(Records begins)

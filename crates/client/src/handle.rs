//! Public face of the client engine.

use tether_protocol::{SequencedEvent, SessionSnapshot, SubscriptionLevel, TurnKind, TurnStage};
use tokio::sync::{mpsc, oneshot, watch};
use tokio::time::Instant;

use crate::config::ClientConfig;
use crate::engine::Engine;
use crate::error::{ClientError, Result};
use crate::seq_store::SeqStore;

/// Physical connection liveness.
#[derive(Debug, Clone, Copy, PartialEq, Eq)]
pub enum LinkState {
    Connected,
    Connecting,
    Reconnecting,
    Disconnected,
}

/// What the consumer should render. Reconnecting is `Syncing`, not an error.
#[derive(Debug, Clone, Copy, PartialEq, Eq)]
pub enum SyncPhase {
    Live,
    Syncing,
    Failed,
}

#[derive(Debug, Clone, Copy, PartialEq, Eq)]
pub struct ConnectionStatus {
    pub state: LinkState,
    pub phase: SyncPhase,
    /// Transport reconnect attempt, 0 while connected.
    pub attempt: u32,
    pub last_activity: Option<Instant>,
}

impl Default for ConnectionStatus {
    fn default() -> Self {
        Self {
            state: LinkState::Connecting,
            phase: SyncPhase::Syncing,
            attempt: 0,
            last_activity: None,
        }
    }
}

#[derive(Debug, Clone, PartialEq)]
pub enum ClientEvent {
    Durable(SequencedEvent),
    /// Coalesced batch of live-only events.
    Ephemeral(Vec<SequencedEvent>),
    /// Session state replaced wholesale by a snapshot.
    Resynced(SessionSnapshot),
    TurnAck {
        session_id: String,
        client_turn_id: String,
        stage: TurnStage,
        duplicate: bool,
    },
    Error {
        code: String,
        message: String,
        session_id: Option<String>,
    },
    Connection(ConnectionStatus),
}

pub(crate) enum Command {
    Subscribe {
        session_id: String,
        level: SubscriptionLevel,
    },
    Unsubscribe {
        session_id: String,
    },
    Turn {
        session_id: String,
        kind: TurnKind,
        message: String,
        reply: oneshot::Sender<String>,
    },
    ReconnectNow,
    Shutdown {
        reply: oneshot::Sender<()>,
    },
}

pub struct StreamClient;

impl StreamClient {
    /// Spawn the engine on the current runtime. It starts connecting at once.
    pub fn connect(
        config: ClientConfig,
        store: SeqStore,
    ) -> (ClientHandle, mpsc::UnboundedReceiver<ClientEvent>) {
        let (command_tx, command_rx) = mpsc::channel(256);
        let (event_tx, event_rx) = mpsc::unbounded_channel();
        let (status_tx, status_rx) = watch::channel(ConnectionStatus::default());

        let engine = Engine::new(config, store, event_tx, status_tx);
        tokio::spawn(engine.run(command_rx));

        (
            ClientHandle {
                command_tx,
                status: status_rx,
            },
            event_rx,
        )
    }
}

#[derive(Clone)]
pub struct ClientHandle {
    command_tx: mpsc::Sender<Command>,
    status: watch::Receiver<ConnectionStatus>,
}

impl ClientHandle {
    async fn send(&self, command: Command) -> Result<()> {
        self.command_tx
            .send(command)
            .await
            .map_err(|_| ClientError::EngineStopped)
    }

    pub async fn subscribe(&self, session_id: &str, level: SubscriptionLevel) -> Result<()> {
        self.send(Command::Subscribe {
            session_id: session_id.to_string(),
            level,
        })
        .await
    }

    pub async fn unsubscribe(&self, session_id: &str) -> Result<()> {
        self.send(Command::Unsubscribe {
            session_id: session_id.to_string(),
        })
        .await
    }

    /// Returns the generated `client_turn_id`.
    pub async fn prompt(&self, session_id: &str, message: &str) -> Result<String> {
        self.turn(session_id, TurnKind::Prompt, message).await
    }

    pub async fn steer(&self, session_id: &str, message: &str) -> Result<String> {
        self.turn(session_id, TurnKind::Steer, message).await
    }

    async fn turn(&self, session_id: &str, kind: TurnKind, message: &str) -> Result<String> {
        let (reply, rx) = oneshot::channel();
        self.send(Command::Turn {
            session_id: session_id.to_string(),
            kind,
            message: message.to_string(),
            reply,
        })
        .await?;
        rx.await.map_err(|_| ClientError::EngineStopped)
    }

    /// Leave `Disconnected`, or force a fresh connection.
    pub async fn reconnect_now(&self) -> Result<()> {
        self.send(Command::ReconnectNow).await
    }

    /// Flush state to disk and stop the engine.
    pub async fn shutdown(&self) -> Result<()> {
        let (reply, rx) = oneshot::channel();
        self.send(Command::Shutdown { reply }).await?;
        rx.await.map_err(|_| ClientError::EngineStopped)
    }

    pub fn state(&self) -> watch::Receiver<ConnectionStatus> {
        self.status.clone()
    }
}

(Records ends)

Work request –
Restate each entry word for word.

Reply –
filename crates/client/src/handle.rs
//! Public face of the client engine.

use tether_protocol::{SequencedEvent, SessionSnapshot, SubscriptionLevel, TurnKind, TurnStage};
use tokio::sync::{mpsc, oneshot, watch};
use tokio::time::Instant;

use crate::config::ClientConfig;
use crate::engine::Engine;
use crate::error::{ClientError, Result};
use crate::seq_store::SeqStore;

/// Physical connection liveness.
#[derive(Debug, Clone, Copy, PartialEq, Eq)]
pub enum LinkState {
    Connected,
    Connecting,
    Reconnecting,
    Disconnected,
}

/// What the consumer should render. Reconnecting is `Syncing`, not an error.
#[derive(Debug, Clone, Copy, PartialEq, Eq)]
pub enum SyncPhase {
    Live,
    Syncing,
    Failed,
}

#[derive(Debug, Clone, Copy, PartialEq, Eq)]
pub struct ConnectionStatus {
    pub state: LinkState,
    pub phase: SyncPhase,
    /// Transport reconnect attempt, 0 while connected.
    pub attempt: u32,
    pub last_activity: Option<Instant>,
}

impl Default for ConnectionStatus {
    fn default() -> Self {
        Self {
            state: LinkState::Connecting,
            phase: SyncPhase::Syncing,
            attempt: 0,
            last_activity: None,
        }
    }
}

#[derive(Debug, Clone, PartialEq)]
pub enum ClientEvent {
    Durable(SequencedEvent),
    /// Coalesced batch of live-only events.
    Ephemeral(Vec<SequencedEvent>),
    /// Session state replaced wholesale by a snapshot.
    Resynced(SessionSnapshot),
    TurnAck {
        session_id: String,
        client_turn_id: String,
        stage: TurnStage,
        duplicate: bool,
    },
    Error {
        code: String,
        message: String,
        session_id: Option<String>,
    },
    Connection(ConnectionStatus),
}

pub(crate) enum Command {
    Subscribe {
        session_id: String,
        level: SubscriptionLevel,
    },
    Unsubscribe {
        session_id: String,
    },
    Turn {
        session_id: String,
        kind: TurnKind,
        message: String,
        reply: oneshot::Sender<String>,
    },
    ReconnectNow,
    Shutdown {
        reply: oneshot::Sender<()>,
    },
}

pub struct StreamClient;

impl StreamClient {
    /// Spawn the engine on the current runtime. It starts connecting at once.
    pub fn connect(
        config: ClientConfig,
        store: SeqStore,
    ) -> (ClientHandle, mpsc::UnboundedReceiver<ClientEvent>) {
        let (command_tx, command_rx) = mpsc::channel(256);
        let (event_tx, event_rx) = mpsc::unbounded_channel();
        let (status_tx, status_rx) = watch::channel(ConnectionStatus::default());

        let engine = Engine::new(config, store, event_tx, status_tx);
        tokio::spawn(engine.run(command_rx));

        (
            ClientHandle {
                command_tx,
                status: status_rx,
            },
            event_rx,
        )
    }
}

#[derive(Clone)]
pub struct ClientHandle {
    command_tx: mpsc::Sender<Command>,
    status: watch::Receiver<ConnectionStatus>,
}

impl ClientHandle {
    async fn send(&self, command: Command) -> Result<()> {
        self.command_tx
            .send(command)
            .await
            .map_err(|_| ClientError::EngineStopped)
    }

    pub async fn subscribe(&self, session_id: &str, level: SubscriptionLevel) -> Result<()> {
        self.send(Command::Subscribe {
            session_id: session_id.to_string(),
            level,
        })
        .await
    }

    pub async fn unsubscribe(&self, session_id: &str) -> Result<()> {
        self.send(Command::Unsubscribe {
            session_id: session_id.to_string(),
        })
        .await
    }

    /// Returns the generated `client_turn_id`.
    pub async fn prompt(&self, session_id: &str, message: &str) -> Result<String> {
        self.turn(session_id, TurnKind::Prompt, message).await
    }

    pub async fn steer(&self, session_id: &str, message: &str) -> Result<String> {
        self.turn(session_id, TurnKind::Steer, message).await
    }

    async fn turn(&self, session_id: &str, kind: TurnKind, message: &str) -> Result<String> {
        let (reply, rx) = oneshot::channel();
        self.send(Command::Turn {
            session_id: session_id.to_string(),
            kind,
            message: message.to_string(),
            reply,
        })
        .await?;
        rx.await.map_err(|_| ClientError::EngineStopped)
    }

    /// Leave `Disconnected`, or force a fresh connection.
    pub async fn reconnect_now(&self) -> Result<()> {
        self.send(Command::ReconnectNow).await
    }

    /// Flush state to disk and stop the engine.
    pub async fn shutdown(&self) -> Result<()> {
        let (reply, rx) = oneshot::channel();
        self.send(Command::Shutdown { reply }).await?;
        rx.await.map_err(|_| ClientError::EngineStopped)
    }

    pub fn state(&self) -> watch::Receiver<ConnectionStatus> {
        self.status.clone()
    }
}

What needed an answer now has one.